• **EXERCISE INPUT**
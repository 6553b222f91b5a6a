//! Built-in domain check.
//!
//! `MailChecker` is the check function the CLI hands to the scan pipeline.
//! For each domain it looks up the MX records, fetches the MTA-STS policy and
//! probes every mail exchanger. It never fails: every problem ends up in the
//! returned [`DomainResult`]'s check tree.

use crate::error::ScanError;
use crate::protocols::{DnsResolver, MtaStsClient, MxResolver, SmtpProbe};
use crate::types::{DomainResult, MtaStsMode, MtaStsResult, ScanConfig};
use crate::utils::{mx_matches_pattern, normalize_domain};
use std::sync::Arc;
use std::time::Duration;

/// Checks a single domain's inbound mail security.
///
/// # Example
///
/// ```rust,no_run
/// use starttls_check_lib::MailChecker;
///
/// #[tokio::main]
/// async fn main() -> Result<(), Box<dyn std::error::Error>> {
///     let checker = MailChecker::new()?;
///     let result = checker.check_domain("eff.org").await;
///     println!("{}: {}", result.domain, result.result.status);
///     Ok(())
/// }
/// ```
#[derive(Clone)]
pub struct MailChecker {
    resolver: Arc<dyn MxResolver>,
    mta_sts: MtaStsClient,
    smtp: SmtpProbe,
}

impl MailChecker {
    /// Create a checker with the default 10 second network timeout.
    pub fn new() -> Result<Self, ScanError> {
        Self::with_config(&ScanConfig::default())
    }

    pub fn with_config(config: &ScanConfig) -> Result<Self, ScanError> {
        Self::with_timeout(config.timeout)
    }

    pub fn with_timeout(timeout: Duration) -> Result<Self, ScanError> {
        Ok(Self {
            resolver: Arc::new(DnsResolver::with_timeout(timeout)),
            mta_sts: MtaStsClient::with_timeout(timeout)?,
            smtp: SmtpProbe::with_timeout(timeout),
        })
    }

    /// Replace the DNS resolver used for MX lookups.
    pub fn with_resolver<R: MxResolver + 'static>(mut self, resolver: R) -> Self {
        self.resolver = Arc::new(resolver);
        self
    }

    /// Probe mail exchangers on a port other than 25.
    pub fn with_smtp_port(mut self, port: u16) -> Self {
        self.smtp = self.smtp.with_port(port);
        self
    }

    /// Check one domain.
    ///
    /// The process:
    /// 1. Normalizes the domain; an invalid name is recorded as an error
    /// 2. Looks up the MX records; a failed lookup is recorded as an error
    /// 3. Fetches and validates the MTA-STS policy, and checks that it
    ///    covers every MX host
    /// 4. Probes every MX host over SMTP
    pub async fn check_domain(&self, domain: &str) -> DomainResult {
        let domain = match normalize_domain(domain) {
            Ok(domain) => domain,
            Err(e) => {
                let mut result = DomainResult::new(domain.trim());
                result.result.error(e);
                return result;
            }
        };

        let mut result = DomainResult::new(domain.as_str());
        let hosts = match self.resolver.lookup_mx(&domain).await {
            Ok(hosts) => hosts,
            Err(e) => {
                result
                    .result
                    .error(format_args!("Could not look up MX records: {}", e));
                Vec::new()
            }
        };

        let mut mta_sts = self.mta_sts.check_domain(&domain).await;
        check_policy_covers_hosts(&mut mta_sts, &hosts);

        for host in &hosts {
            let hostname = self.smtp.check_hostname(host).await;
            result.add_hostname_result(hostname);
        }
        result.set_mta_sts_result(mta_sts);

        tracing::debug!(
            %domain,
            status = %result.result.status,
            hosts = result.hostname_results.len(),
            "domain checked"
        );
        result
    }
}

/// Flag MX hosts found in DNS that a testing or enforcing policy does not
/// list.
fn check_policy_covers_hosts(mta_sts: &mut MtaStsResult, hosts: &[String]) {
    if !matches!(mta_sts.mode, MtaStsMode::Enforce | MtaStsMode::Testing) {
        return;
    }
    for host in hosts {
        if !mta_sts
            .mxs
            .iter()
            .any(|pattern| mx_matches_pattern(pattern, host))
        {
            mta_sts.result.failure(format_args!(
                "{} appears in the DNS record but not the MTA-STS policy file",
                host
            ));
        }
    }
}

#[cfg(test)]
mod tests {
    use super::*;
    use crate::aggregate::AggregatedScan;
    use crate::handler::ResultHandler;
    use crate::result::{checks, CheckResult, Status};
    use crate::types::ScanSource;
    use async_trait::async_trait;

    /// Resolver answering from a fixed record list.
    struct StaticResolver(Result<Vec<String>, String>);

    #[async_trait]
    impl MxResolver for StaticResolver {
        async fn lookup_mx(&self, _domain: &str) -> Result<Vec<String>, ScanError> {
            self.0.clone().map_err(ScanError::network)
        }
    }

    /// A local port with nothing listening on it.
    async fn closed_port() -> u16 {
        let listener = tokio::net::TcpListener::bind("127.0.0.1:0").await.unwrap();
        listener.local_addr().unwrap().port()
    }

    fn checker(resolver: StaticResolver) -> MailChecker {
        MailChecker::with_timeout(Duration::from_secs(2))
            .unwrap()
            .with_resolver(resolver)
    }

    #[tokio::test]
    async fn test_invalid_domain_is_recorded_not_raised() {
        let checker = checker(StaticResolver(Ok(Vec::new())));
        let result = checker.check_domain("not a domain").await;

        assert_eq!(result.domain, "not a domain");
        assert_eq!(result.result.status, Status::Error);
        assert!(result.result.messages[0].starts_with("Error: Invalid domain"));
        assert!(!result.has_mail_hosts());
        assert!(result.mta_sts_result.is_none());
    }

    #[tokio::test]
    async fn test_mail_domain_without_policy_counts_as_mail_domain() {
        let port = closed_port().await;
        let checker = checker(StaticResolver(Ok(vec!["127.0.0.1".to_string()])))
            .with_smtp_port(port);

        let result = checker.check_domain("no-policy.invalid").await;

        assert!(result.has_mail_hosts());
        let host = &result.hostname_results["127.0.0.1"];
        assert!(!host.subcheck_succeeded(checks::CONNECTIVITY));
        assert_eq!(
            result.mta_sts_result.as_ref().unwrap().mode,
            MtaStsMode::Unknown
        );

        let mut scan = AggregatedScan::new(ScanSource::Local);
        scan.handle_domain(&result);
        assert_eq!(scan.with_mxs, 1);
        assert_eq!(scan.total_mta_sts(), 0);
        assert_eq!(scan.percent_mta_sts(), 0.0);
    }

    #[tokio::test]
    async fn test_domain_without_mx_records_has_no_hosts() {
        let checker = checker(StaticResolver(Ok(Vec::new())));
        let result = checker.check_domain("no-mail.invalid").await;

        assert!(!result.has_mail_hosts());
        assert!(result.mta_sts_result.is_some());
    }

    #[tokio::test]
    async fn test_failed_mx_lookup_is_recorded() {
        let checker = checker(StaticResolver(Err("SERVFAIL".to_string())));
        let result = checker.check_domain("broken-dns.invalid").await;

        assert!(!result.has_mail_hosts());
        assert_eq!(result.result.status, Status::Error);
        assert!(result
            .result
            .messages
            .iter()
            .any(|m| m.contains("Could not look up MX records") && m.contains("SERVFAIL")));
    }

    #[test]
    fn test_policy_must_cover_dns_hosts() {
        let mut mta_sts = MtaStsResult::new(CheckResult::new(checks::MTA_STS), MtaStsMode::Enforce);
        mta_sts.mxs = vec!["*.mail.example.com".to_string()];
        let hosts = vec![
            "a.mail.example.com".to_string(),
            "backup.example.net".to_string(),
        ];

        check_policy_covers_hosts(&mut mta_sts, &hosts);

        assert_eq!(mta_sts.result.status, Status::Failure);
        assert_eq!(mta_sts.result.messages.len(), 1);
        assert!(mta_sts.result.messages[0].contains("backup.example.net"));
    }

    #[test]
    fn test_policy_coverage_ignored_in_none_mode() {
        let mut mta_sts = MtaStsResult::new(CheckResult::new(checks::MTA_STS), MtaStsMode::None);
        check_policy_covers_hosts(&mut mta_sts, &["mx.example.com".to_string()]);
        assert_eq!(mta_sts.result.status, Status::Success);
    }

    #[tokio::test]
    #[ignore]
    async fn test_real_domain() {
        let checker = MailChecker::new().unwrap();
        let result = checker.check_domain("gmail.com").await;
        assert!(result.has_mail_hosts());
        assert!(result.mta_sts_result.is_some());
    }
}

• **WORK REQUIRED**
For the records above, state the number of lines holding the string "ScanSource", without further comment.

• **RESULT OF THIS TASK**
2